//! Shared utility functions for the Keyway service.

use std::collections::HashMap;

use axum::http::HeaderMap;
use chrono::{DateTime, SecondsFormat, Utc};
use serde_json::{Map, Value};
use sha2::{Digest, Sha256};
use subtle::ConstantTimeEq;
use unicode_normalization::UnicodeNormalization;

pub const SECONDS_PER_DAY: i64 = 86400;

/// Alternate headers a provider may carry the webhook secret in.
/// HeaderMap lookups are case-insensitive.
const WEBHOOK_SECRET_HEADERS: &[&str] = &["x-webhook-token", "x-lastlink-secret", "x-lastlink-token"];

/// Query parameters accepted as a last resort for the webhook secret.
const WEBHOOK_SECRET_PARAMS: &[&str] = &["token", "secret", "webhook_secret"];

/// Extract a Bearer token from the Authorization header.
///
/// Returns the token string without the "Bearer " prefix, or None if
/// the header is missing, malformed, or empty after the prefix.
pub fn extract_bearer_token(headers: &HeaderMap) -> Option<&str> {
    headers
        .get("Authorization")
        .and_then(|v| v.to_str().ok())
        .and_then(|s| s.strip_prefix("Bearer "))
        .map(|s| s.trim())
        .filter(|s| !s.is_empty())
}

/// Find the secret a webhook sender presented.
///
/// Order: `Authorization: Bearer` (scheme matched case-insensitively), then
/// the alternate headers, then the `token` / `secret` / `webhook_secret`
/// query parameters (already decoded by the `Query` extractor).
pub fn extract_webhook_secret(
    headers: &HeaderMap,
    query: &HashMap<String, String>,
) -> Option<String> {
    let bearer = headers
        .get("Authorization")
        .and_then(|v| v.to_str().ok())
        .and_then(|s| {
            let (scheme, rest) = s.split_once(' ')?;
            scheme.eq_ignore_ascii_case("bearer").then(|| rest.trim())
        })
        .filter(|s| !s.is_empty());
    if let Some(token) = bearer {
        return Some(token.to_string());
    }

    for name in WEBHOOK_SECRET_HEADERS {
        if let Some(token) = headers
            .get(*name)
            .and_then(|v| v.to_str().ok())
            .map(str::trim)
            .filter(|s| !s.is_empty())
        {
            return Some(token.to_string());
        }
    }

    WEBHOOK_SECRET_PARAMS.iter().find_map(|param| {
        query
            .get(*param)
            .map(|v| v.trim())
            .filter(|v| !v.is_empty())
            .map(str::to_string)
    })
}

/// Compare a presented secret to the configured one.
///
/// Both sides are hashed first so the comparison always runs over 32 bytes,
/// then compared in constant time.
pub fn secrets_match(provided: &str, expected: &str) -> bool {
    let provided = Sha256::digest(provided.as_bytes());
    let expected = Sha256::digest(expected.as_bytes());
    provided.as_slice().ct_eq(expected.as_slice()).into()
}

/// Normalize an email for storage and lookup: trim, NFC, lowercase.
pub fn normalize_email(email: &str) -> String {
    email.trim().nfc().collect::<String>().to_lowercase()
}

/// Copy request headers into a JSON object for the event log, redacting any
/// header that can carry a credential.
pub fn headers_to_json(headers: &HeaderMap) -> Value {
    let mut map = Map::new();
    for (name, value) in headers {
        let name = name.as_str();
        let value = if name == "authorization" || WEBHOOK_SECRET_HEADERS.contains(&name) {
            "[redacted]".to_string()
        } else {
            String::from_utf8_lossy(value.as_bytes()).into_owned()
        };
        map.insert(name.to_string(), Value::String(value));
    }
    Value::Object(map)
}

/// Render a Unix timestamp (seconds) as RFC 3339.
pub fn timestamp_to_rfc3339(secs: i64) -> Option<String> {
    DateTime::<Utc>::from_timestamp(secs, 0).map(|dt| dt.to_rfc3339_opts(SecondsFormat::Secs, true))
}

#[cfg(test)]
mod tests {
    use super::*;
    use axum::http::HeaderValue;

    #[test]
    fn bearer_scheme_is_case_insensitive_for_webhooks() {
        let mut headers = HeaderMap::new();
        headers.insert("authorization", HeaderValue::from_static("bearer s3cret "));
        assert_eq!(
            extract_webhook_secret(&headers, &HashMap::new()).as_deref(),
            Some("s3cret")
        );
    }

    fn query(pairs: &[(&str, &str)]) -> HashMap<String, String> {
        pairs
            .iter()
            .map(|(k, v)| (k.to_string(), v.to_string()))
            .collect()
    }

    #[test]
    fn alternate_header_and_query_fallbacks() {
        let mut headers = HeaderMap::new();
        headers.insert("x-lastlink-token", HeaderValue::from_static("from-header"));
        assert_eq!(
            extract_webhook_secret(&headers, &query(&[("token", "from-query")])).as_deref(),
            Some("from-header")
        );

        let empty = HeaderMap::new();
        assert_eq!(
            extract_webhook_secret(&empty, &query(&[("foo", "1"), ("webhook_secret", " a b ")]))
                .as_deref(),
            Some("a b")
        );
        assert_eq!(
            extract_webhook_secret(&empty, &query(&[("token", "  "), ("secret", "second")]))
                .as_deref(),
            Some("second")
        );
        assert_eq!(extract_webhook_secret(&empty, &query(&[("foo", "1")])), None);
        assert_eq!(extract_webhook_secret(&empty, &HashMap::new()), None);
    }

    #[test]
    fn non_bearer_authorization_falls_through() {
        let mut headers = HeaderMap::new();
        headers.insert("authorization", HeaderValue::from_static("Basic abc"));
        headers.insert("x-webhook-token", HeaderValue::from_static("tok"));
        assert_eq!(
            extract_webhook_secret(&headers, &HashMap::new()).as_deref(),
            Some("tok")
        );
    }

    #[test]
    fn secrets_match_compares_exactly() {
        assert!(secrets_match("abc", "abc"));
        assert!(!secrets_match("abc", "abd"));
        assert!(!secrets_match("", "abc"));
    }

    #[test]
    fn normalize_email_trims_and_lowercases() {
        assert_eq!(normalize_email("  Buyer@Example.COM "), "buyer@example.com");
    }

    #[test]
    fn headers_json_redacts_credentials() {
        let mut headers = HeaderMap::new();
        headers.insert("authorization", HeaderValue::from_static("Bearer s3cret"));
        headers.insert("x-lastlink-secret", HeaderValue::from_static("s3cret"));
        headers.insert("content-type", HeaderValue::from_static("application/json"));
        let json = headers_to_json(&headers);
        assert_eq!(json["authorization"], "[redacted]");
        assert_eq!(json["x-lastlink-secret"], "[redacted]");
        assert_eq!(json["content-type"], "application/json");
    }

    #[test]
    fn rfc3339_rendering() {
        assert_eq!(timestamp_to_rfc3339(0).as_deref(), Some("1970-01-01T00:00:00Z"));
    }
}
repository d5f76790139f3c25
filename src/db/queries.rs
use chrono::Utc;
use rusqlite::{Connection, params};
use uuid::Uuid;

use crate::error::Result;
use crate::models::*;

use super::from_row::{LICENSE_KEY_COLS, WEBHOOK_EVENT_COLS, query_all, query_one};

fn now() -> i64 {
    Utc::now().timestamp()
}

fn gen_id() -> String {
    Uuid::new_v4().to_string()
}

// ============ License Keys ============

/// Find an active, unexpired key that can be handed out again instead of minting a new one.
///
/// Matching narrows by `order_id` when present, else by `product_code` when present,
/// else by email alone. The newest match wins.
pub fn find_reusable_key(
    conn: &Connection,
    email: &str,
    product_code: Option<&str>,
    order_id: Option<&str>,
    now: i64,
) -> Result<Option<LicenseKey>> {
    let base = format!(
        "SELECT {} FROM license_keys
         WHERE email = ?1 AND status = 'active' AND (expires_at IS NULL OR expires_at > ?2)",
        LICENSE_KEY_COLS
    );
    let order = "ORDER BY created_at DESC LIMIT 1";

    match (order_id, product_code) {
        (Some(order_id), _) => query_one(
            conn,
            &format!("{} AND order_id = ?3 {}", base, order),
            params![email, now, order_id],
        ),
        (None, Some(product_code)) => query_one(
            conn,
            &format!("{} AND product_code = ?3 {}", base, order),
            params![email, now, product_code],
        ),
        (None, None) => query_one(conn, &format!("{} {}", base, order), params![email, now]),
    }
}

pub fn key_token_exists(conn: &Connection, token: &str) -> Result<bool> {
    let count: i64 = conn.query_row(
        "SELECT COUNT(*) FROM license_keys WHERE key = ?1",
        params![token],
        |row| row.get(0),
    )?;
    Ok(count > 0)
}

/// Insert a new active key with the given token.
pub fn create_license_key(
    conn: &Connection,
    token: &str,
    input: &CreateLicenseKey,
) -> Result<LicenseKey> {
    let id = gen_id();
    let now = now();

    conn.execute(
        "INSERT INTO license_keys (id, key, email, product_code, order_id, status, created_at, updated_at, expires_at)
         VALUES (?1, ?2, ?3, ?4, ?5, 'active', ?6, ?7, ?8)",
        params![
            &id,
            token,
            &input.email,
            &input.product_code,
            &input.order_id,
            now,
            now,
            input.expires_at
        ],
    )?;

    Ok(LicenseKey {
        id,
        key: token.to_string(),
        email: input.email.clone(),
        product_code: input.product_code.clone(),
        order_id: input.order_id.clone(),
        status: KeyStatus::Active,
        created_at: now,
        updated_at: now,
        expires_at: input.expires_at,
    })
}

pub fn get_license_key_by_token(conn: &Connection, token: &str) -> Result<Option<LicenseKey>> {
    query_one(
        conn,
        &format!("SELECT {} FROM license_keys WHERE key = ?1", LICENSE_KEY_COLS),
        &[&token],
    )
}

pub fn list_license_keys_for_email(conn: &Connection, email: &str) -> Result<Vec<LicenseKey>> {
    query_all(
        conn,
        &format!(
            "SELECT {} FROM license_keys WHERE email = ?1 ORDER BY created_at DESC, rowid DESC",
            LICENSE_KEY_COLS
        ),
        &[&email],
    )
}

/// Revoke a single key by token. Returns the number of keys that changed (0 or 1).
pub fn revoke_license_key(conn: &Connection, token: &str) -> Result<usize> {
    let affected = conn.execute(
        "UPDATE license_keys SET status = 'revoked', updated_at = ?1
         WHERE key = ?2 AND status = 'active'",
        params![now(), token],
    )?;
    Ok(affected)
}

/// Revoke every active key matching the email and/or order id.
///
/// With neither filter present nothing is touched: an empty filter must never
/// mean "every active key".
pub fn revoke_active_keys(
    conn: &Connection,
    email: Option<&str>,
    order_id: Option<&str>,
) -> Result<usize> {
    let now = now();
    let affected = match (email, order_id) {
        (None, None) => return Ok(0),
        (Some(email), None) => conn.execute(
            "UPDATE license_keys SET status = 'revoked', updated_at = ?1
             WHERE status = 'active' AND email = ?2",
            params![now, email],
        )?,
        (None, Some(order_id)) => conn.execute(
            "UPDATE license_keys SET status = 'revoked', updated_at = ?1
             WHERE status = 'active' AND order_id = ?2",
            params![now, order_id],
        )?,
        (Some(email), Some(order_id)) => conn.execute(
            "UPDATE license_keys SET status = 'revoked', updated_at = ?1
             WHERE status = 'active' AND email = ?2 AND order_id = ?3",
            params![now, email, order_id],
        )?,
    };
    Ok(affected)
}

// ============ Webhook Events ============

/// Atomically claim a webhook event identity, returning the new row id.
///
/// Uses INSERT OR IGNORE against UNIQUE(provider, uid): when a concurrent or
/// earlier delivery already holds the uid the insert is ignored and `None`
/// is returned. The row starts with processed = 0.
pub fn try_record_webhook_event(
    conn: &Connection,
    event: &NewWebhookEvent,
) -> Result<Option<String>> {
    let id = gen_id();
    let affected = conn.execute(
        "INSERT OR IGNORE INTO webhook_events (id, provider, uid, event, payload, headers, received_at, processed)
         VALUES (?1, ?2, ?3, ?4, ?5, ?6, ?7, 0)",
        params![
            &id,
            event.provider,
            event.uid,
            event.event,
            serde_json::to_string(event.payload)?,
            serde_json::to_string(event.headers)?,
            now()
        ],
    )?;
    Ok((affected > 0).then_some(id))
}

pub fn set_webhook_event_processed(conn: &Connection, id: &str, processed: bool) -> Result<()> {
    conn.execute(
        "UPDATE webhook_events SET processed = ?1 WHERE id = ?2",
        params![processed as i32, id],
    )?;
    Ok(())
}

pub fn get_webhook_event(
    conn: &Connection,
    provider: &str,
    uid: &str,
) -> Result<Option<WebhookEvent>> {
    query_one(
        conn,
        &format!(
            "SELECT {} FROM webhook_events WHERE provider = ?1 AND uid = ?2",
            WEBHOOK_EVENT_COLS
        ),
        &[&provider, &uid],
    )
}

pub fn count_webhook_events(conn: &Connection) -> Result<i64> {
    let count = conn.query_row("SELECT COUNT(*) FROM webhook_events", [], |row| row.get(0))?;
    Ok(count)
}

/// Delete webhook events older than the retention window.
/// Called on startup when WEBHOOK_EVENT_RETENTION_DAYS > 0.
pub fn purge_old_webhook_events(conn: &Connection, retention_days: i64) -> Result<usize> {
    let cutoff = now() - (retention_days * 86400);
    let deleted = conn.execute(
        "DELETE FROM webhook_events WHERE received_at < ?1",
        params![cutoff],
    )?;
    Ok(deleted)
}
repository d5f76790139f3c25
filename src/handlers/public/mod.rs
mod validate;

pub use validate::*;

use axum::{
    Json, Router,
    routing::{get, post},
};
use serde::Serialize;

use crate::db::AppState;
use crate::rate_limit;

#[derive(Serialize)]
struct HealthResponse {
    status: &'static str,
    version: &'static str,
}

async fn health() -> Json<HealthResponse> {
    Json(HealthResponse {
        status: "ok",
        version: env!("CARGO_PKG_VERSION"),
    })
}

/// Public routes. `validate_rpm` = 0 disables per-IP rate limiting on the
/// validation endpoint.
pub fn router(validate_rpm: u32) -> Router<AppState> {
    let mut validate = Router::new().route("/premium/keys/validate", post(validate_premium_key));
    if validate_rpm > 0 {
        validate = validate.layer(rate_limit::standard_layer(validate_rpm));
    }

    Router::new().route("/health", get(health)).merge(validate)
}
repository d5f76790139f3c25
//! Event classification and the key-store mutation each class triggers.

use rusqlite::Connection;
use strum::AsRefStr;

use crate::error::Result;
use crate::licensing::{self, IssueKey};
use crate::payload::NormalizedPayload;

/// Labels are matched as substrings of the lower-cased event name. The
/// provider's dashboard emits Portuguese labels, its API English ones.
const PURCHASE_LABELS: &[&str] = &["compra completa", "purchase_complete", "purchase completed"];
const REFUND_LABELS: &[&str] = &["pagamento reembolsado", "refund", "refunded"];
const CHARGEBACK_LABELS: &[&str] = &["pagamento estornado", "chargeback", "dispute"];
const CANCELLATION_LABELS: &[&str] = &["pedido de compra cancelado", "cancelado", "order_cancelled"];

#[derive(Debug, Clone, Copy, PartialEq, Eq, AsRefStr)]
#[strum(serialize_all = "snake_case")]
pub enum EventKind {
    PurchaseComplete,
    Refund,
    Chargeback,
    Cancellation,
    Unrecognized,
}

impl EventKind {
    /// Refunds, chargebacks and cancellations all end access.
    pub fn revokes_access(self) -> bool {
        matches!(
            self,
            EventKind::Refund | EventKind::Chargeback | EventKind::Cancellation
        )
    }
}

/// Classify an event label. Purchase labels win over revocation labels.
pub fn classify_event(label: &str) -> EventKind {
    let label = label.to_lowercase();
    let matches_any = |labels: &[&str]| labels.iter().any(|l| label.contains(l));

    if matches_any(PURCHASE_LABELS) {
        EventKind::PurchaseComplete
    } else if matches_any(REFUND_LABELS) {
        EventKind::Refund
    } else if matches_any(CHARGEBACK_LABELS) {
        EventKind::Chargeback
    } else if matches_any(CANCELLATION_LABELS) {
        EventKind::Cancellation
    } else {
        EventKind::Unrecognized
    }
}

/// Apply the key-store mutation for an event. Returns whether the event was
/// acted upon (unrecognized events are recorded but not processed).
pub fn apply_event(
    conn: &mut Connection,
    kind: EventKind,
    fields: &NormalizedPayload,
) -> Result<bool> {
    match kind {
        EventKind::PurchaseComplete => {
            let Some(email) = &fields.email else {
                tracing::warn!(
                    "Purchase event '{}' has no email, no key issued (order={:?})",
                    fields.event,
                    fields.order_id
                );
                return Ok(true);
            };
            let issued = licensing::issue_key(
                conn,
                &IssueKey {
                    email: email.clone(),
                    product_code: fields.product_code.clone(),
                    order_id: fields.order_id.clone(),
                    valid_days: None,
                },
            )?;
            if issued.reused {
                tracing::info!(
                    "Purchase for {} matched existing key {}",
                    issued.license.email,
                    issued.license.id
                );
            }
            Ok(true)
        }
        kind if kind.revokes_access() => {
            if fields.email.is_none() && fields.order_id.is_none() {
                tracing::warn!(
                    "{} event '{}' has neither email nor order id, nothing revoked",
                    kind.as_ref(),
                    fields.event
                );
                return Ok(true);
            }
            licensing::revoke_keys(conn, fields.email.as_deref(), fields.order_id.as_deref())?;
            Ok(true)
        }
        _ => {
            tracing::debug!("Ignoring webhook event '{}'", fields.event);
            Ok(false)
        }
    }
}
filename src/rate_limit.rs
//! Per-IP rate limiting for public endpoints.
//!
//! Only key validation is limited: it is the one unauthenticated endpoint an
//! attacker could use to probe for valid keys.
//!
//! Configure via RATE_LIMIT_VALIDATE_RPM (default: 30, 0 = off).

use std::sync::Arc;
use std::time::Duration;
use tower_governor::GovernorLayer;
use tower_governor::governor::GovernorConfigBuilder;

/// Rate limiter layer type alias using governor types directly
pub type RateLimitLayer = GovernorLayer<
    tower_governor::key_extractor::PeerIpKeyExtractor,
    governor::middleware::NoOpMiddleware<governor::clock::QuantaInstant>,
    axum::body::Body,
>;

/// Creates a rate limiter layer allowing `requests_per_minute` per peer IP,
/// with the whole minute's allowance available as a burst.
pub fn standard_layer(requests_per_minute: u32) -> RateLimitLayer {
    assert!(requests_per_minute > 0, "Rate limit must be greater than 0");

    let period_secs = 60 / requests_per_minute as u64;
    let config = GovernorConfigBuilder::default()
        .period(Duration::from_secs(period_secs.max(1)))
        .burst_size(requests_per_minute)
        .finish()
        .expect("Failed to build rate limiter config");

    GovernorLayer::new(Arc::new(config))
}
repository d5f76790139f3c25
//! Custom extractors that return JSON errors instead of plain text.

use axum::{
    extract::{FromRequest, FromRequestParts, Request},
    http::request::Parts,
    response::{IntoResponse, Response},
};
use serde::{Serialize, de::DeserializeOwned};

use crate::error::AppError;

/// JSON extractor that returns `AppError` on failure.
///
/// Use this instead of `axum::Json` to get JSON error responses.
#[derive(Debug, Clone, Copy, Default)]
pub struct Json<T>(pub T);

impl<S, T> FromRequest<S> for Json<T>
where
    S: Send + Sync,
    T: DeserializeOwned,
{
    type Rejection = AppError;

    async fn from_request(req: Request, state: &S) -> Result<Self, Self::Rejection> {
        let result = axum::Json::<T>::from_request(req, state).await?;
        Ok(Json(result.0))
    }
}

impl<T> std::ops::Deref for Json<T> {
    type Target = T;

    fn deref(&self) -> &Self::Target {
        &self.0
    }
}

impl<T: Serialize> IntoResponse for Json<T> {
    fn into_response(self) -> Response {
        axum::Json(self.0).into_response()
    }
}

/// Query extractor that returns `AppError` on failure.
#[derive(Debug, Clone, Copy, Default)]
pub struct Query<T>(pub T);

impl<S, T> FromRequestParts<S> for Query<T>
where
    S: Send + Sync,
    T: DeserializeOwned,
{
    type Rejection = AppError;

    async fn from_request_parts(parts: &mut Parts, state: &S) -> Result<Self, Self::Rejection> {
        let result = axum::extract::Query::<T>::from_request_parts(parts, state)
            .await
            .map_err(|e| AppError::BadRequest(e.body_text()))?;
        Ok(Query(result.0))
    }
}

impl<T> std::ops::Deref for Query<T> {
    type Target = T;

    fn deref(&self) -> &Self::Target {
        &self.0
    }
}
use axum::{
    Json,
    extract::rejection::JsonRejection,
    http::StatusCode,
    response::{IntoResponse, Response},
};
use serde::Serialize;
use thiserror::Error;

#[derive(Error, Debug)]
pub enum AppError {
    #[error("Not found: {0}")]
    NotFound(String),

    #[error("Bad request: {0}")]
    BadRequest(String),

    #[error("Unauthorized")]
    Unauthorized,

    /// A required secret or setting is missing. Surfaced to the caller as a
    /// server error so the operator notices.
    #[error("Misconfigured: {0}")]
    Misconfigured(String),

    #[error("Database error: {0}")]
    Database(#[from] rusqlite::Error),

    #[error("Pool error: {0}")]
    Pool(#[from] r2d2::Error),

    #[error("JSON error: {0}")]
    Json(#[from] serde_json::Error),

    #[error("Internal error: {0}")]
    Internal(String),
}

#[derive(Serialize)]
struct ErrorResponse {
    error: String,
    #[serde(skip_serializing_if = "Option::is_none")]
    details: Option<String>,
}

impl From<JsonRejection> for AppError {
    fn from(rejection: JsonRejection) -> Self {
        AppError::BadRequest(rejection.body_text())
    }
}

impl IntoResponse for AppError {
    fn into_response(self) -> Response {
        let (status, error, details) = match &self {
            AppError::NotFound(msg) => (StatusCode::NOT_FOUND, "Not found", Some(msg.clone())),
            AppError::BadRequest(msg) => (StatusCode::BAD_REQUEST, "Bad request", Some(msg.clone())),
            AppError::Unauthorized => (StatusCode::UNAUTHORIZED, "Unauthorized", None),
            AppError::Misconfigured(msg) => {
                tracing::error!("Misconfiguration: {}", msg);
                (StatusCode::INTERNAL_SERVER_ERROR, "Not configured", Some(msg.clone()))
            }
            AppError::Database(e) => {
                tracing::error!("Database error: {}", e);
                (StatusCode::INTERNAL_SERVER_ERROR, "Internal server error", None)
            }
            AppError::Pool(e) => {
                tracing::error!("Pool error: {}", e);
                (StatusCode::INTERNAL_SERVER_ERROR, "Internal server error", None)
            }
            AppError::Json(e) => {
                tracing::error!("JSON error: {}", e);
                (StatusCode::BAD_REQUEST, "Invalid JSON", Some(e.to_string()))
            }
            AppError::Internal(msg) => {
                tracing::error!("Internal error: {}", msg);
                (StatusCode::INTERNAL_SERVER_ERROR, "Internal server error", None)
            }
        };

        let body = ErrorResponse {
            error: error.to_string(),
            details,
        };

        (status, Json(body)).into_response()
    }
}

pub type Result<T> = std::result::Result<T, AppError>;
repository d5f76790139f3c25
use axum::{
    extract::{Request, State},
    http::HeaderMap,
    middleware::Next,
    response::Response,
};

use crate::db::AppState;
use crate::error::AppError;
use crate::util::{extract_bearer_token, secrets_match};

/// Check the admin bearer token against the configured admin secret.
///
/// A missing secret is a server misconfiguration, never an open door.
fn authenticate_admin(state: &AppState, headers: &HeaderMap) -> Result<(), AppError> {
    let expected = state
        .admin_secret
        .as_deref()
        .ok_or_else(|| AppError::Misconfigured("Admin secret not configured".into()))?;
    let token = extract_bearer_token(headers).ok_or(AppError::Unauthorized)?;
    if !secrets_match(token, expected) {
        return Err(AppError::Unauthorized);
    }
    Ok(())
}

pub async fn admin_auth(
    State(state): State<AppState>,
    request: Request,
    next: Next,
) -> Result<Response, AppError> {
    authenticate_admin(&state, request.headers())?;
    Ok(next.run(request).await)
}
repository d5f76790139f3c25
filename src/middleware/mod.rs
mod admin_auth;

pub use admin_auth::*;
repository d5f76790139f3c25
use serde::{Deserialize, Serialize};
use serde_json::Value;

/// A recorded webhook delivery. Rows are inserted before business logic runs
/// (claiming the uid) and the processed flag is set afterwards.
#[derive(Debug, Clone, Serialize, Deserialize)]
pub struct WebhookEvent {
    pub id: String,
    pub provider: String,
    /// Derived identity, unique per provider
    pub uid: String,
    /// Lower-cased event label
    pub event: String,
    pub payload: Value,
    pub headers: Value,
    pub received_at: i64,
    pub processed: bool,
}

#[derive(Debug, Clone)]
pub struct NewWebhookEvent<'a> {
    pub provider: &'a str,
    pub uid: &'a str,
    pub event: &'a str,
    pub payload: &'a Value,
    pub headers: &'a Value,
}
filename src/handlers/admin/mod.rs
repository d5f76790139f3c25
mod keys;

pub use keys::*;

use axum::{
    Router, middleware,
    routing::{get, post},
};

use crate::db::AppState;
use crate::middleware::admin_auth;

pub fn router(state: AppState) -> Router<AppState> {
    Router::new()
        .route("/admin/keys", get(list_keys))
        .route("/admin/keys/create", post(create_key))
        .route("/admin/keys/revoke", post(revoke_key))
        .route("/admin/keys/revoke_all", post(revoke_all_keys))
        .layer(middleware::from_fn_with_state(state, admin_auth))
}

* * *

Work to complete: Which lines of the records above contain the word "limiting"? Copy each of them.

Written answer:
/// Public routes. `validate_rpm` = 0 disables per-IP rate limiting on the
//! Per-IP rate limiting for public endpoints.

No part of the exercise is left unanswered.